Assignment: In the entries below, find each line with the word "sources" and pull it out.

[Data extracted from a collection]
━━━━━━━━━━━━━━━━━━━━

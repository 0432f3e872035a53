//! Invocation builders
//!
//! Pure functions from a [`Document`] to the argument vectors each stage
//! runs. Executors never build arguments themselves; everything they run
//! comes from here.

use crate::settings::BlindSettings;
use crate::types::{Invocation, StageKind, Variant};
use rexflow_config::{BlockKind, Document, TitleMode};
use std::path::{Path, PathBuf};

/// Prefix marking validation regions, which are never fitted
pub const VALIDATION_PREFIX: &str = "VR";

/// Grouped impact groups always present besides the `SubCategory` values
pub const FIXED_IMPACT_GROUPS: [&str; 2] = ["Gammas", "FullSyst"];

/// Builds invocations for one document and configuration path
#[derive(Debug, Clone)]
pub struct ArgumentBuilder<'a> {
    document: &'a Document,
    config: PathBuf,
    blind: BlindSettings,
}

/// Per-(region, systematic) histogram jobs and the merges that follow them
#[derive(Debug, Clone, Default, PartialEq, Eq)]
pub struct GranularNtuple {
    /// One `n` invocation per (region, systematic) pair
    pub ntuple: Vec<Invocation>,
    /// One merge invocation per region
    pub merges: Vec<Invocation>,
}

impl<'a> ArgumentBuilder<'a> {
    /// Builder for `document`, whose invocations refer to `config`
    #[must_use]
    pub fn new(document: &'a Document, config: impl Into<PathBuf>) -> Self {
        Self {
            document,
            config: config.into(),
            blind: BlindSettings::default(),
        }
    }

    /// Override the blind fragments
    #[must_use]
    pub fn with_blind(mut self, blind: BlindSettings) -> Self {
        self.blind = blind;
        self
    }

    /// Configuration path passed to every fitter invocation
    #[inline]
    #[must_use]
    pub fn config_path(&self) -> &Path {
        &self.config
    }

    /// Region titles, unique, document order
    #[must_use]
    pub fn regions(&self) -> Vec<String> {
        self.document.titles(BlockKind::Region, TitleMode::Unique)
    }

    /// Region titles not starting with [`VALIDATION_PREFIX`]
    #[must_use]
    pub fn fit_regions(&self) -> Vec<String> {
        self.regions()
            .into_iter()
            .filter(|r| !r.starts_with(VALIDATION_PREFIX))
            .collect()
    }

    /// Systematic titles, optionally restricted by `filter`
    ///
    /// Without a filter: unique titles in document order. With a filter: the
    /// filter entries present in the document, in the filter's order; unknown
    /// titles are dropped with a warning.
    #[must_use]
    pub fn systematics(&self, filter: Option<&[String]>) -> Vec<String> {
        let known = self.document.titles(BlockKind::Systematic, TitleMode::Unique);
        let Some(filter) = filter else {
            return known;
        };
        let mut kept: Vec<String> = Vec::with_capacity(filter.len());
        for title in filter {
            if !known.contains(title) {
                tracing::warn!(systematic = %title, "unknown systematic dropped from filter");
            } else if !kept.contains(title) {
                kept.push(title.clone());
            }
        }
        kept
    }

    /// Histogram invocations, one per region
    ///
    /// `regions` restricts to the named regions present in the document.
    #[must_use]
    pub fn ntuple_invocations(
        &self,
        regions: Option<&[String]>,
        systematics: Option<&[String]>,
    ) -> Vec<Invocation> {
        let systematics = systematics.map(|f| self.systematics(Some(f)));
        self.selected_regions(regions)
            .into_iter()
            .map(|region| {
                let mut fragments = vec![format!("Regions={region}")];
                if let Some(systematics) = &systematics {
                    fragments.push(format!("Systematics={}", systematics.join(",")));
                }
                self.fitter(StageKind::N, fragments, Variant::Nominal)
            })
            .collect()
    }

    /// Granular histogram invocations and their per-region merges
    ///
    /// A systematic applies to a region when none of its blocks carries a
    /// `Regions` field, or one of them lists the region.
    #[must_use]
    pub fn granular_ntuple_invocations(
        &self,
        regions: Option<&[String]>,
        systematics: Option<&[String]>,
    ) -> GranularNtuple {
        let systematics = self.systematics(systematics);
        let job = self.document.job_name();
        let mut out = GranularNtuple::default();

        for region in self.selected_regions(regions) {
            let applicable: Vec<&String> = systematics
                .iter()
                .filter(|s| self.applies_to(s, &region))
                .collect();
            if applicable.is_empty() {
                continue;
            }
            let mut sources = Vec::with_capacity(applicable.len());
            for systematic in applicable {
                out.ntuple.push(self.fitter(
                    StageKind::N,
                    vec![
                        format!("Regions={region}"),
                        format!("Systematics={systematic}"),
                        format!("SaveSuffix=_{systematic}"),
                    ],
                    Variant::Nominal,
                ));
                sources.push(format!("{job}/Histograms/{job}_{region}_histos_{systematic}.root"));
            }
            let target = format!("{job}/Histograms/{job}_{region}_histos.root");
            out.merges.push(Invocation::merger(target, sources));
        }
        out
    }

    /// Fit invocation
    ///
    /// With `exclude_validation_regions` the fit is restricted to the
    /// non-validation regions.
    #[must_use]
    pub fn fit_invocation(
        &self,
        systematics: Option<&[String]>,
        exclude_validation_regions: bool,
        variant: Variant,
    ) -> Invocation {
        let mut fragments = Vec::new();
        if exclude_validation_regions {
            let regions = self.fit_regions();
            if !regions.is_empty() {
                fragments.push(format!("Regions={}", regions.join(",")));
            }
        }
        if let Some(systematics) = systematics {
            fragments.push(format!("Systematics={}", self.systematics(Some(systematics)).join(",")));
        }
        self.fitter(StageKind::Wf, fragments, variant)
    }

    /// Pre/post-fit plot invocation
    #[must_use]
    pub fn draw_invocation(&self, systematics: Option<&[String]>, variant: Variant) -> Invocation {
        let fragments = systematics
            .map(|f| vec![format!("Systematics={}", self.systematics(Some(f)).join(","))])
            .unwrap_or_default();
        self.fitter(StageKind::Dp, fragments, variant)
    }

    /// One ranking invocation per systematic
    #[must_use]
    pub fn rank_invocations(
        &self,
        systematics: Option<&[String]>,
        variant: Variant,
    ) -> Vec<Invocation> {
        self.systematics(systematics)
            .into_iter()
            .map(|s| self.fitter(StageKind::R, vec![format!("Ranking={s}")], variant))
            .collect()
    }

    /// Ranking plot invocation
    #[must_use]
    pub fn rank_plot_invocation(&self, variant: Variant) -> Invocation {
        self.fitter(StageKind::RPlot, vec!["Ranking=plot".to_string()], variant)
    }

    /// Impact groups: `SubCategory` values, then the fixed groups
    #[must_use]
    pub fn impact_groups(&self) -> Vec<String> {
        let mut groups: Vec<String> = self
            .document
            .sub_block_values("SubCategory")
            .into_iter()
            .map(|g| g.trim_matches('"').to_string())
            .filter(|g| !g.is_empty())
            .collect();
        for fixed in FIXED_IMPACT_GROUPS {
            if !groups.iter().any(|g| g == fixed) {
                groups.push(fixed.to_string());
            }
        }
        groups
    }

    /// One grouped impact invocation per group
    #[must_use]
    pub fn grouped_impact_invocations(&self, variant: Variant) -> Vec<Invocation> {
        self.impact_groups()
            .into_iter()
            .map(|g| self.fitter(StageKind::I, vec![format!("GroupedImpact={g}")], variant))
            .collect()
    }

    /// Grouped impact combination invocation
    #[must_use]
    pub fn grouped_impact_combine_invocation(&self, variant: Variant) -> Invocation {
        self.fitter(
            StageKind::ICombine,
            vec!["GroupedImpact=combine".to_string()],
            variant,
        )
    }

    fn selected_regions(&self, filter: Option<&[String]>) -> Vec<String> {
        let all = self.regions();
        match filter {
            None => all,
            Some(filter) => all.into_iter().filter(|r| filter.contains(r)).collect(),
        }
    }

    fn applies_to(&self, systematic: &str, region: &str) -> bool {
        let mut restricted = false;
        for block in self
            .document
            .blocks_of(BlockKind::Systematic)
            .filter(|b| b.title() == systematic)
        {
            if block.field("Regions").is_none() {
                return true;
            }
            restricted = true;
            if block.list_field("Regions").iter().any(|r| r == region) {
                return true;
            }
        }
        !restricted
    }

    fn fitter(&self, kind: StageKind, mut fragments: Vec<String>, variant: Variant) -> Invocation {
        if variant == Variant::Blind {
            fragments.extend(self.blind.fragments().map(str::to_string));
        }
        let keyword = kind.keyword().unwrap_or_default();
        Invocation::fitter(keyword, &self.config, &fragments)
    }
}

#[cfg(test)]
mod tests {
    use super::*;
    use pretty_assertions::assert_eq;

    const CONFIG: &str = r#"Job: "tW"
  SummaryPlotRegions: reg1j1b,reg2j1b,VRpt

Region: "reg1j1b"
  Type: SIGNAL

Region: "reg2j1b"
  Type: CONTROL

Region: "VRpt"
  Type: VALIDATION

Systematic: "ttbar_PS"
  SubCategory: "Modeling"

Systematic: "JET_JER"
  SubCategory: "Jets"
  Regions: reg2j1b
"#;

    fn strings(invocations: &[Invocation]) -> Vec<String> {
        invocations.iter().map(ToString::to_string).collect()
    }

    fn doc() -> Document {
        Document::parse(CONFIG).unwrap()
    }

    #[test]
    fn ntuple_per_region() {
        let doc = doc();
        let args = ArgumentBuilder::new(&doc, "/ws/fit.conf");
        assert_eq!(
            strings(&args.ntuple_invocations(None, None)),
            vec![
                "n /ws/fit.conf Regions=reg1j1b",
                "n /ws/fit.conf Regions=reg2j1b",
                "n /ws/fit.conf Regions=VRpt",
            ]
        );

        let filter = vec!["JET_JER".to_string(), "bogus".to_string()];
        let regions = vec!["reg2j1b".to_string(), "reg9".to_string()];
        assert_eq!(
            strings(&args.ntuple_invocations(Some(&regions), Some(&filter))),
            vec!["n /ws/fit.conf Regions=reg2j1b:Systematics=JET_JER"]
        );
    }

    #[test]
    fn fit_excludes_validation_regions() {
        let doc = doc();
        let args = ArgumentBuilder::new(&doc, "/ws/fit.conf");
        assert_eq!(
            args.fit_invocation(None, true, Variant::Nominal).to_string(),
            "wf /ws/fit.conf Regions=reg1j1b,reg2j1b"
        );
        assert_eq!(
            args.fit_invocation(None, false, Variant::Nominal).to_string(),
            "wf /ws/fit.conf"
        );
        let filter = vec!["ttbar_PS".to_string()];
        assert_eq!(
            args.fit_invocation(Some(&filter), true, Variant::Blind).to_string(),
            "wf /ws/fit.conf Regions=reg1j1b,reg2j1b:Systematics=ttbar_PS:FitBlind=TRUE:Suffix=_asimov"
        );
    }

    #[test]
    fn rank_and_impact_arguments() {
        let doc = doc();
        let args = ArgumentBuilder::new(&doc, "/ws/fit.conf");
        assert_eq!(
            strings(&args.rank_invocations(None, Variant::Nominal)),
            vec![
                "r /ws/fit.conf Ranking=ttbar_PS",
                "r /ws/fit.conf Ranking=JET_JER",
            ]
        );
        assert_eq!(
            args.rank_plot_invocation(Variant::Nominal).to_string(),
            "r /ws/fit.conf Ranking=plot"
        );
        assert_eq!(args.impact_groups(), vec!["Jets", "Modeling", "Gammas", "FullSyst"]);
        assert_eq!(
            args.grouped_impact_combine_invocation(Variant::Blind).to_string(),
            "i /ws/fit.conf GroupedImpact=combine:FitBlind=TRUE:Suffix=_asimov"
        );
    }

    #[test]
    fn draw_with_filter() {
        let doc = doc();
        let args = ArgumentBuilder::new(&doc, "/ws/fit.conf");
        assert_eq!(args.draw_invocation(None, Variant::Nominal).to_string(), "dp /ws/fit.conf");
        let filter = vec!["JET_JER".to_string(), "ttbar_PS".to_string()];
        assert_eq!(
            args.draw_invocation(Some(&filter), Variant::Nominal).to_string(),
            "dp /ws/fit.conf Systematics=JET_JER,ttbar_PS"
        );
    }

    #[test]
    fn granular_pairs_respect_region_lists() {
        let doc = doc();
        let args = ArgumentBuilder::new(&doc, "/ws/fit.conf");
        let granular = args.granular_ntuple_invocations(None, None);
        assert_eq!(
            strings(&granular.ntuple),
            vec![
                "n /ws/fit.conf Regions=reg1j1b:Systematics=ttbar_PS:SaveSuffix=_ttbar_PS",
                "n /ws/fit.conf Regions=reg2j1b:Systematics=ttbar_PS:SaveSuffix=_ttbar_PS",
                "n /ws/fit.conf Regions=reg2j1b:Systematics=JET_JER:SaveSuffix=_JET_JER",
                "n /ws/fit.conf Regions=VRpt:Systematics=ttbar_PS:SaveSuffix=_ttbar_PS",
            ]
        );
        assert_eq!(granular.merges.len(), 3);
        assert_eq!(
            granular.merges[1].args,
            vec![
                "tW/Histograms/tW_reg2j1b_histos.root",
                "tW/Histograms/tW_reg2j1b_histos_ttbar_PS.root",
                "tW/Histograms/tW_reg2j1b_histos_JET_JER.root",
            ]
        );
    }

    #[test]
    fn custom_blind_fragments() {
        let doc = doc();
        let args = ArgumentBuilder::new(&doc, "fit.conf").with_blind(BlindSettings {
            fragment: "FitBlind=TRUE".to_string(),
            suffix: String::new(),
        });
        assert_eq!(
            args.draw_invocation(None, Variant::Blind).to_string(),
            "dp fit.conf FitBlind=TRUE"
        );
    }
}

━━━━━━━━━━━━━━━━━━━━

Expected answer:
            let mut sources = Vec::with_capacity(applicable.len());
                sources.push(format!("{job}/Histograms/{job}_{region}_histos_{systematic}.root"));
            out.merges.push(Invocation::merger(target, sources));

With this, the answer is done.